WHAT IS REQUIRED: Keep only the lines from the start of the data through the line containing "This is the", and output them exactly.

INPUT FOR THIS TASK:
// ============================================================
// Layer 3 — Core Traits (Abstractions)
// ============================================================
// Traits are Rust's way of defining shared behaviour —
// similar to interfaces in Java or abstract classes in Python.
//
// By programming against traits instead of concrete types,
// we can swap implementations without changing the code
// that uses them. For example:
//   - CsvLoader implements RecordSource
//   - A future ParquetLoader could also implement RecordSource
//   - The application layer only sees RecordSource
//     and works with both without any changes
//
// This is the Dependency Inversion Principle from SOLID,
// applied using Rust's trait system.
//
// Reference: Rust Book §10 (Traits: Defining Shared Behaviour)
//            Rust Book §17 (Object Oriented Patterns)

use anyhow::Result;
use crate::domain::frame::Frame;

// ─── RecordSource ─────────────────────────────────────────────────────────────
/// Any component that can load a tabular dataset of session records.
///
/// Implementations:
///   - CsvLoader → loads from a CSV file on disk
///   - (future) ParquetLoader → loads from Parquet files
pub trait RecordSource {
    /// Load the full dataset into memory.
    /// Returns a Frame or an error.
    fn load(&self) -> Result<Frame>;
}
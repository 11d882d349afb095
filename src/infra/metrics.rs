// ============================================================
// Layer 6 — Metrics Logger
// ============================================================
// Records evaluation metrics to a CSV file, one row per
// trained-and-evaluated model, and snapshots the effective
// experiment config as JSON next to it.
//
// Why log metrics to CSV?
//   - Easy to open in a spreadsheet and compare folds
//   - Provides a permanent record of each experiment run
//   - The stdout reports are human-readable but ephemeral
//
// Columns recorded per evaluation:
//   - phase:     resampled | full | weighted
//   - fold:      fold number within the phase (0 outside phase 1)
//   - precision: positive-class precision
//   - recall:    positive-class recall
//   - f1:        positive-class F1
//   - auc:       area under the ROC curve (empty when undefined)
//
// Output files: {output_dir}/metrics.csv
//               {output_dir}/experiment_config.json
//
// Example CSV output:
//   phase,fold,precision,recall,f1,auc
//   resampled,1,0.412000,0.550000,0.471000,0.612000
//   resampled,2,0.398000,0.541000,0.459000,0.604000
//   full,0,0.625000,0.180000,0.279000,0.588000
//   weighted,0,0.512000,0.390000,0.443000,0.597000
//
// Reference: Rust Book §9 (Error Handling)
//            Rust Book §12 (I/O and File Handling)

use anyhow::{Context, Result};
use std::{
    fs::{self, OpenOptions},
    io::Write,
    path::PathBuf,
};

use crate::application::experiment::ExperimentConfig;
use crate::ml::evaluator::EvaluationReport;

/// One row of metrics data for a single evaluated model
#[derive(Debug, Clone)]
pub struct EvalRecord {
    /// Which training phase produced the model
    pub phase: String,

    /// Fold number within the resampled phase; 0 for the
    /// full-imbalance and class-weighted phases
    pub fold: usize,

    /// Positive-class precision
    pub precision: f64,

    /// Positive-class recall
    pub recall: f64,

    /// Positive-class F1
    pub f1: f64,

    /// AUC, when the validation labels carry both classes
    pub auc: Option<f64>,
}

impl EvalRecord {
    /// Build a record from an evaluation report.
    pub fn from_report(phase: impl Into<String>, fold: usize, report: &EvaluationReport) -> Self {
        Self {
            phase:     phase.into(),
            fold,
            precision: report.positive.precision,
            recall:    report.positive.recall,
            f1:        report.positive.f1,
            auc:       report.auc,
        }
    }
}

/// Logs evaluation records to a CSV file for later analysis.
pub struct MetricsLogger {
    /// Full path to the CSV file
    csv_path: PathBuf,

    /// Directory holding all experiment output
    dir: PathBuf,
}

impl MetricsLogger {
    /// Create a new MetricsLogger.
    /// Writes the CSV header if the file doesn't exist yet.
    pub fn new(dir: impl Into<String>) -> Result<Self> {
        let dir = PathBuf::from(dir.into());

        // Create directory if it doesn't exist
        fs::create_dir_all(&dir)
            .with_context(|| format!("cannot create output directory '{}'", dir.display()))?;

        let csv_path = dir.join("metrics.csv");

        // Write CSV header only if file is new
        // This allows appending to an existing log across runs
        if !csv_path.exists() {
            let mut f = fs::File::create(&csv_path)?;
            writeln!(f, "phase,fold,precision,recall,f1,auc")?;
            tracing::debug!("Created metrics CSV: '{}'", csv_path.display());
        }

        Ok(Self { csv_path, dir })
    }

    /// Append one evaluation's metrics as a new row in the CSV.
    pub fn log(&self, r: &EvalRecord) -> Result<()> {
        // Open in append mode — adds to end of file
        let mut f = OpenOptions::new()
            .append(true)
            .open(&self.csv_path)?;

        let auc = r.auc.map(|a| format!("{a:.6}")).unwrap_or_default();
        writeln!(
            f,
            "{},{},{:.6},{:.6},{:.6},{}",
            r.phase, r.fold, r.precision, r.recall, r.f1, auc,
        )?;

        tracing::debug!(
            "Logged {} fold {}: precision={:.4}, recall={:.4}",
            r.phase, r.fold, r.precision, r.recall,
        );

        Ok(())
    }

    /// Snapshot the effective experiment config as JSON so a run
    /// can always be traced back to its exact parameters.
    pub fn save_config(&self, cfg: &ExperimentConfig) -> Result<()> {
        let path = self.dir.join("experiment_config.json");
        let json = serde_json::to_string_pretty(cfg)?;
        fs::write(&path, json)
            .with_context(|| format!("cannot write '{}'", path.display()))?;
        Ok(())
    }

    /// Return the path to the metrics CSV file
    pub fn csv_path(&self) -> &PathBuf {
        &self.csv_path
    }
}

// ─── Unit Tests ───────────────────────────────────────────────────────────────
#[cfg(test)]
mod tests {
    use super::*;

    #[test]
    fn test_header_written_once_and_rows_append() {
        let dir = std::env::temp_dir().join("order_predictor_metrics_test");
        let _ = fs::remove_dir_all(&dir);

        let logger = MetricsLogger::new(dir.to_str().unwrap().to_string()).unwrap();
        let record = EvalRecord {
            phase:     "resampled".to_string(),
            fold:      1,
            precision: 0.5,
            recall:    0.25,
            f1:        1.0 / 3.0,
            auc:       Some(0.75),
        };
        logger.log(&record).unwrap();

        // Re-opening must not duplicate the header
        let logger = MetricsLogger::new(dir.to_str().unwrap().to_string()).unwrap();
        logger.log(&record).unwrap();

        let contents = fs::read_to_string(logger.csv_path()).unwrap();
        let lines: Vec<&str> = contents.lines().collect();
        assert_eq!(lines.len(), 3);
        assert_eq!(lines[0], "phase,fold,precision,recall,f1,auc");
        assert!(lines[1].starts_with("resampled,1,0.500000,0.250000"));
    }

    #[test]
    fn test_missing_auc_leaves_field_empty() {
        let dir = std::env::temp_dir().join("order_predictor_metrics_noauc_test");
        let _ = fs::remove_dir_all(&dir);

        let logger = MetricsLogger::new(dir.to_str().unwrap().to_string()).unwrap();
        let record = EvalRecord {
            phase:     "full".to_string(),
            fold:      0,
            precision: 0.0,
            recall:    0.0,
            f1:        0.0,
            auc:       None,
        };
        logger.log(&record).unwrap();

        let contents = fs::read_to_string(logger.csv_path()).unwrap();
        assert!(contents.lines().nth(1).unwrap().ends_with(','));
    }
}
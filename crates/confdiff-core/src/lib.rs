//! Core comparison engine for confdiff.
//!
//! Compares two hierarchical documents (mappings, sequences, scalars — the
//! shape produced by parsing YAML, JSON, or TOML) and reports which root keys
//! were added, removed, unchanged, or changed, with a path-annotated record
//! for every divergence inside a changed key.
//!
//! This crate is pure: no I/O, no rendering. Loading files into [`Value`]
//! trees and printing a [`DiffReport`] live in the `confdiff-loader` and
//! `confdiff-render` crates.
//!
//! # Key Types
//!
//! - [`Value`] / [`Scalar`] -- The document tree model
//! - [`RootClassification`] / [`classify`] -- Root-level key partition
//! - [`DivergenceRecord`] / [`walk`] -- The recursive comparator
//! - [`DiffReport`] -- Classification plus per-key walk records

pub mod classify;
pub mod error;
pub mod report;
pub mod value;
pub mod walk;

pub use classify::{classify, RootClassification};
pub use error::InvalidRootError;
pub use report::DiffReport;
pub use value::{Scalar, Value};
pub use walk::{walk, DivergenceRecord};
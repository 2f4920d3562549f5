//! Root-level classification of two documents.
//!
//! Partitions the union of both root key sets into added, removed, unchanged,
//! and changed. Before equality is judged, every sequence that is the direct
//! value of a root key is sorted into a canonical order; nested sequences are
//! deliberately left alone and handled by the walk's residual-matching rule.

use std::collections::{BTreeMap, BTreeSet};

use serde::{Deserialize, Serialize};

use crate::error::InvalidRootError;
use crate::value::Value;

/// The four root-level key sets.
///
/// Together they partition the union of both documents' root keys: every key
/// appears in exactly one set.
#[derive(Clone, Debug, Default, PartialEq, Eq, Serialize, Deserialize)]
pub struct RootClassification {
    /// Keys present only in the current document.
    pub added: BTreeSet<String>,
    /// Keys present only in the past document.
    pub removed: BTreeSet<String>,
    /// Shared keys whose values are deeply equal.
    pub unchanged: BTreeSet<String>,
    /// Shared keys whose values differ somewhere.
    pub changed: BTreeSet<String>,
}

impl RootClassification {
    /// Returns `true` if the two documents had identical root keys and
    /// values.
    pub fn is_identical(&self) -> bool {
        self.added.is_empty() && self.removed.is_empty() && self.changed.is_empty()
    }

    /// Total number of classified keys.
    pub fn len(&self) -> usize {
        self.added.len() + self.removed.len() + self.unchanged.len() + self.changed.len()
    }

    /// Returns `true` if both documents were empty.
    pub fn is_empty(&self) -> bool {
        self.len() == 0
    }
}

/// Classify the root keys of two documents.
///
/// Both roots must be mappings; anything else is an [`InvalidRootError`].
/// The inputs are never mutated — the root-level sequence sort happens on
/// owned copies.
pub fn classify(current: &Value, past: &Value) -> Result<RootClassification, InvalidRootError> {
    let (current_map, past_map) = root_mappings(current, past)?;
    let current_sorted = sort_root_sequences(current_map);
    let past_sorted = sort_root_sequences(past_map);
    Ok(classify_sorted(&current_sorted, &past_sorted))
}

/// Extract the root mappings, naming the offending side on failure.
pub(crate) fn root_mappings<'a>(
    current: &'a Value,
    past: &'a Value,
) -> Result<(&'a BTreeMap<String, Value>, &'a BTreeMap<String, Value>), InvalidRootError> {
    let current_map = current.as_mapping().ok_or(InvalidRootError {
        side: "current",
        variant: current.variant_name(),
    })?;
    let past_map = past.as_mapping().ok_or(InvalidRootError {
        side: "past",
        variant: past.variant_name(),
    })?;
    Ok((current_map, past_map))
}

/// Copy a root mapping, sorting each directly held sequence ascending.
///
/// Applied one level deep only: a sequence nested inside a root-level mapping
/// value is not touched. Equality and the subsequent walk both operate on the
/// post-sort values.
pub(crate) fn sort_root_sequences(map: &BTreeMap<String, Value>) -> BTreeMap<String, Value> {
    map.iter()
        .map(|(key, value)| {
            let value = match value {
                Value::Sequence(items) => {
                    let mut items = items.clone();
                    items.sort_by(|a, b| a.total_cmp(b));
                    Value::Sequence(items)
                }
                other => other.clone(),
            };
            (key.clone(), value)
        })
        .collect()
}

/// Partition the key sets of two already-normalized root mappings.
pub(crate) fn classify_sorted(
    current: &BTreeMap<String, Value>,
    past: &BTreeMap<String, Value>,
) -> RootClassification {
    let mut classification = RootClassification::default();

    for (key, current_val) in current {
        match past.get(key) {
            Some(past_val) if current_val == past_val => {
                classification.unchanged.insert(key.clone());
            }
            Some(_) => {
                classification.changed.insert(key.clone());
            }
            None => {
                classification.added.insert(key.clone());
            }
        }
    }

    for key in past.keys() {
        if !current.contains_key(key) {
            classification.removed.insert(key.clone());
        }
    }

    classification
}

ANSWER SPACE:
// ============================================================
// Layer 3 — Core Traits (Abstractions)
// ============================================================
// Traits are Rust's way of defining shared behaviour —
// similar to interfaces in Java or abstract classes in Python.
//
// By programming against traits instead of concrete types,
// we can swap implementations without changing the code
// that uses them. For example:
//   - CsvLoader implements RecordSource
//   - A future ParquetLoader could also implement RecordSource
//   - The application layer only sees RecordSource
//     and works with both without any changes
//
// This is the Dependency Inversion Principle from SOLID,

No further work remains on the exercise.